--- Materials provided ---
----

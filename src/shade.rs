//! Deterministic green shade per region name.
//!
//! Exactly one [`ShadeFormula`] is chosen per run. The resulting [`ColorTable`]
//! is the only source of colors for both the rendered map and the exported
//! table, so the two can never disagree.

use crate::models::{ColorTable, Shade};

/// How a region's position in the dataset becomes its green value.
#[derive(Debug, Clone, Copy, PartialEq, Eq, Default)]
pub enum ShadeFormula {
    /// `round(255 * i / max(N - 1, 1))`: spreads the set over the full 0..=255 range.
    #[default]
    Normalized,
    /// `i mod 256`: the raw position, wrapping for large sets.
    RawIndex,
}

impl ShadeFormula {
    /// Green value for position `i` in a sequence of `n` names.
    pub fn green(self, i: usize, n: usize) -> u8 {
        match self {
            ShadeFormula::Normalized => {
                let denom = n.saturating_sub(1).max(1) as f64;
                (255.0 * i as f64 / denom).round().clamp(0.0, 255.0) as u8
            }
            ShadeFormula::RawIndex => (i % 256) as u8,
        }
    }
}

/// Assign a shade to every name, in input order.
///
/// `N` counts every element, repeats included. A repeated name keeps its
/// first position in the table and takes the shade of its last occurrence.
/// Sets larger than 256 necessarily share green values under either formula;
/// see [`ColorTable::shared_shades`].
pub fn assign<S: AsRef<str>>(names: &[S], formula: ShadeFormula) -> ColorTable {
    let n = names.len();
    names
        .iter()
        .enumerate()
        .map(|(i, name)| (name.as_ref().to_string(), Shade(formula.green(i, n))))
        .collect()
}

----

Scan the data for lines containing "ColorTable" and copy all of them.

//! Exactly one [`ShadeFormula`] is chosen per run. The resulting [`ColorTable`]
use crate::models::{ColorTable, Shade};
/// see [`ColorTable::shared_shades`].
pub fn assign<S: AsRef<str>>(names: &[S], formula: ShadeFormula) -> ColorTable {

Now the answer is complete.